### [TASK BRIEF]
All of the entries are to be restated word for word.
GIVEN RECORDS section start
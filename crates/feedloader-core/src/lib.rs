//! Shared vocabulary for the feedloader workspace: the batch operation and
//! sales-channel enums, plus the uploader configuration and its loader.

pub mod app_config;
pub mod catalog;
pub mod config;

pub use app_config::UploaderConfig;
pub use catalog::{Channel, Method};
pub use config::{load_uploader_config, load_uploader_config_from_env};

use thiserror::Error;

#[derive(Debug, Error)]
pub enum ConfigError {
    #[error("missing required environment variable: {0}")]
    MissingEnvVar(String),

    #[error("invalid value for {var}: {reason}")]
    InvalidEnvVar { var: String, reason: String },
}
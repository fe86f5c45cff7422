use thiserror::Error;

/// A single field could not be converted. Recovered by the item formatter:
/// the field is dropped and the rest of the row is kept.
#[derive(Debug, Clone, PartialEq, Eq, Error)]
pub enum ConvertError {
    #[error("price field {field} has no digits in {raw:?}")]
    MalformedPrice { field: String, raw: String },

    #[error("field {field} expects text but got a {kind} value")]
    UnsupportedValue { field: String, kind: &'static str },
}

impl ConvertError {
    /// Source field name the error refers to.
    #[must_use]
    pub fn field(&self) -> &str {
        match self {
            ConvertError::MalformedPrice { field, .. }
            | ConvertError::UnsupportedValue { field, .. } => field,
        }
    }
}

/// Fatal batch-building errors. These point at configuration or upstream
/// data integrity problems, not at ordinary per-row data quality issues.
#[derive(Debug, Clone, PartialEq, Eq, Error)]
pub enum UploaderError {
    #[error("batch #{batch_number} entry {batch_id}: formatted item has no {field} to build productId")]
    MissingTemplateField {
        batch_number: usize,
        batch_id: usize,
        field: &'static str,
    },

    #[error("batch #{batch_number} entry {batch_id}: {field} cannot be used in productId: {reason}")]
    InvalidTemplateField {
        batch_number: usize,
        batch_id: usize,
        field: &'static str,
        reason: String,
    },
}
GIVEN RECORDS section end
### [WRITTEN RESPONSE]
filename crates/feedloader-core/src/lib.rs
//! Shared vocabulary for the feedloader workspace: the batch operation and
//! sales-channel enums, plus the uploader configuration and its loader.

pub mod app_config;
pub mod catalog;
pub mod config;

pub use app_config::UploaderConfig;
pub use catalog::{Channel, Method};
pub use config::{load_uploader_config, load_uploader_config_from_env};

use thiserror::Error;

#[derive(Debug, Error)]
pub enum ConfigError {
    #[error("missing required environment variable: {0}")]
    MissingEnvVar(String),

    #[error("invalid value for {var}: {reason}")]
    InvalidEnvVar { var: String, reason: String },
}
repository fe86f5c45cff7422
use thiserror::Error;

/// A single field could not be converted. Recovered by the item formatter:
/// the field is dropped and the rest of the row is kept.
#[derive(Debug, Clone, PartialEq, Eq, Error)]
pub enum ConvertError {
    #[error("price field {field} has no digits in {raw:?}")]
    MalformedPrice { field: String, raw: String },

    #[error("field {field} expects text but got a {kind} value")]
    UnsupportedValue { field: String, kind: &'static str },
}

impl ConvertError {
    /// Source field name the error refers to.
    #[must_use]
    pub fn field(&self) -> &str {
        match self {
            ConvertError::MalformedPrice { field, .. }
            | ConvertError::UnsupportedValue { field, .. } => field,
        }
    }
}

/// Fatal batch-building errors. These point at configuration or upstream
/// data integrity problems, not at ordinary per-row data quality issues.
#[derive(Debug, Clone, PartialEq, Eq, Error)]
pub enum UploaderError {
    #[error("batch #{batch_number} entry {batch_id}: formatted item has no {field} to build productId")]
    MissingTemplateField {
        batch_number: usize,
        batch_id: usize,
        field: &'static str,
    },

    #[error("batch #{batch_number} entry {batch_id}: {field} cannot be used in productId: {reason}")]
    InvalidTemplateField {
        batch_number: usize,
        batch_id: usize,
        field: &'static str,
        reason: String,
    },
}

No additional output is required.